Mark Twain is credited with advising “buy land – they’re not making it any more”, and by and large he was right; he might have said “reuse brownfield land – they’ll make plenty more of it”. Some cities are shrinking (Detroit, most spectacularly), but most cities are growing, and can do so only by building up, down, or outward.

In any case citizens expect, and authorities should strive for, progress. We expect a variety of services from city land: shelter, education, entertainment, manufacturing, offices, worship, shopping, sport and culture. The structures housing these services may well outlast the service, but the land will outlast them all. We do not consume land in the way that we do food or fuel. But we do have a habit of discarding land and moving on to the next parcel to be used for the next land use.

Recycle that land

We know reusing land is worthwhile. In the UK there’s little choice, being as it is a small, densely populated island with a long history of urban settlement. While our understanding of the long-term behaviour of cities as complex systems is getting better, we face the challenge of predicting the impact of different land uses, and choosing the most sustainable, or at least avoiding the obviously unsustainable. In many cases flexibility beyond the next land use is key. But for housing we are building a legacy that will last a century, perhaps more. Where we build our new homes will influence how far we travel to work, how well we interact with our neighbours, how creative we are likely to be.

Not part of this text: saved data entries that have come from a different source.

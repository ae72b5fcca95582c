//! Calendar date helpers shared by the store and the calendar view.
//!
//! Dates cross every boundary (SQLite, FFI, CLI) as `YYYY-MM-DD` text and
//! months as `YYYY-MM`.

use chrono::{Datelike, Months, NaiveDate};
use std::error::Error;
use std::fmt::{Display, Formatter};

pub const DATE_FORMAT: &str = "%Y-%m-%d";

#[derive(Debug, Clone, PartialEq, Eq)]
pub enum DateParseError {
    InvalidDate(String),
    InvalidMonth(String),
}

impl Display for DateParseError {
    fn fmt(&self, f: &mut Formatter<'_>) -> std::fmt::Result {
        match self {
            Self::InvalidDate(value) => write!(f, "invalid date `{value}`; expected YYYY-MM-DD"),
            Self::InvalidMonth(value) => write!(f, "invalid month `{value}`; expected YYYY-MM"),
        }
    }
}

impl Error for DateParseError {}

pub fn format_date(date: NaiveDate) -> String {
    date.format(DATE_FORMAT).to_string()
}

pub fn parse_date(raw: &str) -> Result<NaiveDate, DateParseError> {
    let trimmed = raw.trim();
    NaiveDate::parse_from_str(trimmed, DATE_FORMAT)
        .map_err(|_| DateParseError::InvalidDate(trimmed.to_string()))
}

/// Parses `YYYY-MM` into the first day of that month.
pub fn parse_month_key(raw: &str) -> Result<NaiveDate, DateParseError> {
    let trimmed = raw.trim();
    let invalid = || DateParseError::InvalidMonth(trimmed.to_string());
    let (year, month) = trimmed.split_once('-').ok_or_else(invalid)?;
    if year.len() != 4 || month.len() != 2 {
        return Err(invalid());
    }
    let year = year.parse::<i32>().map_err(|_| invalid())?;
    let month = month.parse::<u32>().map_err(|_| invalid())?;
    NaiveDate::from_ymd_opt(year, month, 1).ok_or_else(invalid)
}

pub fn month_key(date: NaiveDate) -> String {
    date.format("%Y-%m").to_string()
}

/// Returns the first and last day of the month containing `day`.
pub fn month_bounds(day: NaiveDate) -> (NaiveDate, NaiveDate) {
    let first = day.with_day(1).unwrap_or(day);
    let last = first
        .checked_add_months(Months::new(1))
        .and_then(|next| next.pred_opt())
        .unwrap_or(NaiveDate::MAX);
    (first, last)
}
use crate::context::{CliError, Context};
use asistencia_core::{AuthProvider, DashboardView};

pub fn login(ctx: &Context<'_>, email: &str) -> Result<(), CliError> {
    let user = ctx.session.sign_in(email)?;
    ctx.render(&user, || println!("Sesión iniciada como {}", user.email))
}

pub fn logout(ctx: &Context<'_>) -> Result<(), CliError> {
    let route = DashboardView::new().logout(&ctx.session);
    ctx.render(&route, || println!("Sesión cerrada."))
}

pub fn whoami(ctx: &Context<'_>) -> Result<(), CliError> {
    let user = ctx.session.current_user()?;
    ctx.render(&user, || match &user {
        Some(user) => println!("{} ({})", user.email, user.id),
        None => println!("Sin sesión."),
    })
}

The land use puzzle. CABERNET

Think of brownfield sites as the empty space in the eight pieces on a grid with nine spaces where the challenge is to arrange them so as to form a coherent image. In just the same way as many economists argue full employment is undesirable, so the same goes for eradicating brownfield sites. A derelict site is needed to build the new hospital while the current one continues treating patients. Only once the new facility opens its operating theatre doors, can the old be demolished, in turn to become the site for a new school, perhaps, and so the land use cycle goes on turning. If an area has no immediate hard use for a site, then it can be put to interim uses: a garden, temporary car park, or an arena for outdoor performances and markets.

Meet expectations, not targets

For most people the term brownfield site conjures up images of derelict factories, abandoned train stations, or closed mines. Yet by using the term to mean any previously developed land, past target-driven governments have claimed high rates of brownfield redevelopment. This nonsense extended to counting back gardens and housing estate open space as brownfields, resulting in the absurd accounting of infill development as brownfield reuse. This was eventually dropped by the coalition government, and the targets abandoned altogether. However best use of brownfield, in the colloquial sense, sites, and the challenge of wise stewardship of our cities, remains.

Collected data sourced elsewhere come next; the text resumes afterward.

use crate::context::{finish, parse_id, CliError, Context};
use asistencia_core::{GradeAverage, GradeCalculatorView, GradeEntry};
use clap::Subcommand;
use serde::Serialize;

#[derive(Subcommand, Debug, Clone)]
pub enum Command {
    /// List grades and the weighted average
    List { subject: String },
    /// Add a grade (score 0-10, weight in percent)
    Add {
        subject: String,
        label: String,
        score: f64,
        weight: f64,
    },
    /// Remove a grade
    Remove { subject: String, id: String },
}

#[derive(Serialize)]
struct GradesOutput<'a> {
    grades: &'a [GradeEntry],
    average: GradeAverage,
}

impl Command {
    pub fn name(&self) -> &'static str {
        match self {
            Self::List { .. } => "grades.list",
            Self::Add { .. } => "grades.add",
            Self::Remove { .. } => "grades.remove",
        }
    }
}

pub fn handle(ctx: &Context<'_>, cmd: &Command) -> Result<(), CliError> {
    match cmd {
        Command::List { subject } => {
            let subject = ctx.owned_subject(subject)?;
            let mut view = GradeCalculatorView::load(&ctx.session, &ctx.grades, subject.id);
            print_grades(ctx, &view)?;
            finish(view.take_notices())
        }
        Command::Add {
            subject,
            label,
            score,
            weight,
        } => {
            let subject = ctx.owned_subject(subject)?;
            let mut view = GradeCalculatorView::load(&ctx.session, &ctx.grades, subject.id);
            let added = view.add(&ctx.session, &ctx.grades, label, *score, *weight);
            if added.is_some() {
                print_grades(ctx, &view)?;
            }
            finish(view.take_notices())?;
            added.map(|_| ()).ok_or(CliError::Reported)
        }
        Command::Remove { subject, id } => {
            let subject = ctx.owned_subject(subject)?;
            let grade_id = parse_id(id)?;
            let mut view = GradeCalculatorView::load(&ctx.session, &ctx.grades, subject.id);
            view.remove(&ctx.session, &ctx.grades, grade_id);
            finish(view.take_notices())
        }
    }
}

fn print_grades(ctx: &Context<'_>, view: &GradeCalculatorView) -> Result<(), CliError> {
    let output = GradesOutput {
        grades: view.grades(),
        average: view.average(),
    };
    ctx.render(&output, || {
        for grade in output.grades {
            println!(
                "{}  {}  {:.2}  ({:.0}%)",
                grade.id, grade.label, grade.score, grade.weight
            );
        }
        match output.average.weighted_average {
            Some(average) => println!(
                "Media ponderada: {average:.2} sobre {:.0}% evaluado",
                output.average.total_weight
            ),
            None => println!("Sin notas."),
        }
    })
}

The question we ought to be asking is what sort of cities are we trying to create, and then considering how those empty spaces in the puzzle can help us achieve that, in addition to building high, digging deep, and even occasionally spreading out. We need to minimise our reliance on the car and encourage the design of more walkable cities – ones that the high streets imagined by Mary Portas would benefit from, and which could begin to arrest the slide into obesity and diabetes it seems we are on.

The challenge for the chancellor is to realise the Mansion has many rooms and not all can be counted. It is not only building houses on brownfield sites he should be supporting, but instead great urban places to live, work and play. He and his cabinet colleagues in the Department for Communities and Local Government should be encouraging us to create. He could keep perhaps in his pocket a child’s puzzle, to remind him that space is fixed but what we do with it is not.